=== Your goal ===
Give back exactly the line that contains "pub fn units(&self)" and all the lines after it in the records below, to the very last, with no other output.

---

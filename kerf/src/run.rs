// Copyright 2026 the Kerf Authors
// SPDX-License-Identifier: Apache-2.0 OR MIT

/// An immutable view over a sequence of UTF-16 code units with a measured
/// sub-range.
///
/// The run borrows the caller's code units and never copies them. The
/// sub-range `[from, to)` selects the portion being measured; the code units
/// before `from` still participate in rounding decisions so that a sub-range
/// measurement agrees with a full-run scan (see
/// [`WidthIterator`](crate::WidthIterator)).
#[derive(Copy, Clone, Debug, PartialEq, Eq)]
pub struct TextRun<'a> {
    units: &'a [u16],
    from: usize,
    to: usize,
}

impl<'a> TextRun<'a> {
    /// Creates a run over all of `units`.
    pub fn new(units: &'a [u16]) -> Self {
        Self {
            units,
            from: 0,
            to: units.len(),
        }
    }

    /// Creates a run measuring only `[from, to)` of `units`.
    ///
    /// # Panics
    ///
    /// Panics unless `from <= to <= units.len()`.
    pub fn with_range(units: &'a [u16], from: usize, to: usize) -> Self {
        assert!(
            from <= to && to <= units.len(),
            "text run range out of bounds"
        );
        Self { units, from, to }
    }

    /// The full length of the underlying text in code units.
    pub fn len(&self) -> usize {
        self.units.len()
    }

    /// Whether the underlying text is empty.
    pub fn is_empty(&self) -> bool {
        self.units.is_empty()
    }

    /// Start of the measured sub-range.
    pub fn from(&self) -> usize {
        self.from
    }

    /// End of the measured sub-range (exclusive).
    pub fn to(&self) -> usize {
        self.to
    }

    /// The code unit at `index` within the full text.
    pub fn get(&self, index: usize) -> u16 {
        self.units[index]
    }

    /// The full underlying code units, ignoring the sub-range.
    pub fn units(&self) -> &'a [u16] {
        self.units
    }

    /// The same text with the sub-range widened to the whole run.
    ///
    /// Prefix-width computation and selection rects scan from the start of
    /// the text regardless of the requested sub-range.
    pub fn to_complete(&self) -> Self {
        Self {
            units: self.units,
            from: 0,
            to: self.units.len(),
        }
    }
}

---

=== Task output ===
    pub fn units(&self) -> &'a [u16] {
        self.units
    }

    /// The same text with the sub-range widened to the whole run.
    ///
    /// Prefix-width computation and selection rects scan from the start of
    /// the text regardless of the requested sub-range.
    pub fn to_complete(&self) -> Self {
        Self {
            units: self.units,
            from: 0,
            to: self.units.len(),
        }
    }
}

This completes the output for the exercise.